- INSTRUCTIONS TO FOLLOW
Report each line of the data that includes the word "Panics".

- PROVIDED INFORMATION

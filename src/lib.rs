//! # crate-ops
//!
//! Leptos + WASM client shell for the crate operations app: session
//! bootstrap against Supabase, the auth state store, and a role-gated route
//! table for field, dispatch and admin pages.
//!
//! Auth state transitions, routing decisions and backend response handling
//! are plain Rust and tested natively; components are thin wiring on top.

pub mod app;
pub mod components;
pub mod config;
pub mod net;
pub mod pages;
pub mod routes;
pub mod state;
pub mod util;

/// Browser entry: install the panic hook and console logger, then mount
/// [`app::App`] onto `<body>`.
///
/// # Panics
///
/// Panics if a global logger is already installed.
#[cfg(feature = "csr")]
pub fn mount() {
    console_error_panic_hook::set_once();
    console_log::init_with_level(log::Level::Debug).expect("console logger already initialized");
    leptos::mount::mount_to_body(app::App);
}
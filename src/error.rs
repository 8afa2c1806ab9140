//! Errors surfaced by the `jobtester` command-line front end.

use thiserror::Error;

use crate::loader::LoadError;

/// Errors raised while configuring the CLI or producing its report.
#[derive(Debug, Clone, Error, PartialEq, Eq)]
pub enum JobTesterError {
    /// No job configuration file was given.
    #[error("job configuration file is required (use --file or -f)")]
    MissingFile,

    /// Configuration could not be loaded or holds an invalid value.
    #[error("configuration error: {message}")]
    Configuration {
        /// Details about the configuration failure.
        message: String,
    },

    /// The job configuration file could not be loaded.
    #[error(transparent)]
    Load(#[from] LoadError),

    /// Writing the report failed.
    #[error("I/O error: {message}")]
    Io {
        /// Error detail from the underlying I/O operation.
        message: String,
    },
}
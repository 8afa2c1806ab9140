//! Error types for job configuration loading.

use camino::Utf8PathBuf;
use thiserror::Error;

/// Failure to turn a job configuration file into a
/// [`JobConfig`](crate::job::JobConfig).
///
/// Each variant names the phase that failed and the file involved.
#[derive(Debug, Clone, Error, PartialEq, Eq)]
pub enum LoadError {
    /// The file or its directory could not be opened.
    #[error("while opening file [{path}]: {message}")]
    Open {
        /// File being loaded.
        path: Utf8PathBuf,
        /// Error detail from the filesystem.
        message: String,
    },

    /// The file was opened but its content could not be read.
    #[error("while reading file [{path}]: {message}")]
    Read {
        /// File being loaded.
        path: Utf8PathBuf,
        /// Error detail from the filesystem.
        message: String,
    },

    /// The content is not a valid job configuration.
    #[error("while unmarshalling file [{path}]: {message}")]
    Unmarshal {
        /// File being loaded.
        path: Utf8PathBuf,
        /// Error detail from the schema.
        message: String,
    },
}

impl LoadError {
    /// Returns the path of the file that failed to load.
    #[must_use]
    pub const fn path(&self) -> &Utf8PathBuf {
        match self {
            Self::Open { path, .. } | Self::Read { path, .. } | Self::Unmarshal { path, .. } => {
                path
            }
        }
    }
}
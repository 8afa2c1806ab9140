//! Validation helpers for Prow CI job definitions.
//!
//! The library loads job configuration YAML into a typed model, looks jobs up
//! by name, and asserts on their structure: extra references, preset labels,
//! `run_if_changed` patterns, and build commands. Per-job tests combine these
//! pieces against fixture files; the `jobtester` binary prints a summary of
//! one file.

pub mod catalog;
pub mod config;
pub mod error;
pub mod job;
pub mod loader;
pub mod schema;
pub mod tester;

pub use catalog::{Preset, ProjectCatalog};
pub use config::{JobTesterConfig, OutputFormat};
pub use error::JobTesterError;
pub use job::JobConfig;
pub use loader::{LoadError, read_job_config};
pub use tester::{JobAssertions, JobCheckError};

- EXERCISE ANSWER
/// # Panics
/// Panics if a global logger is already installed.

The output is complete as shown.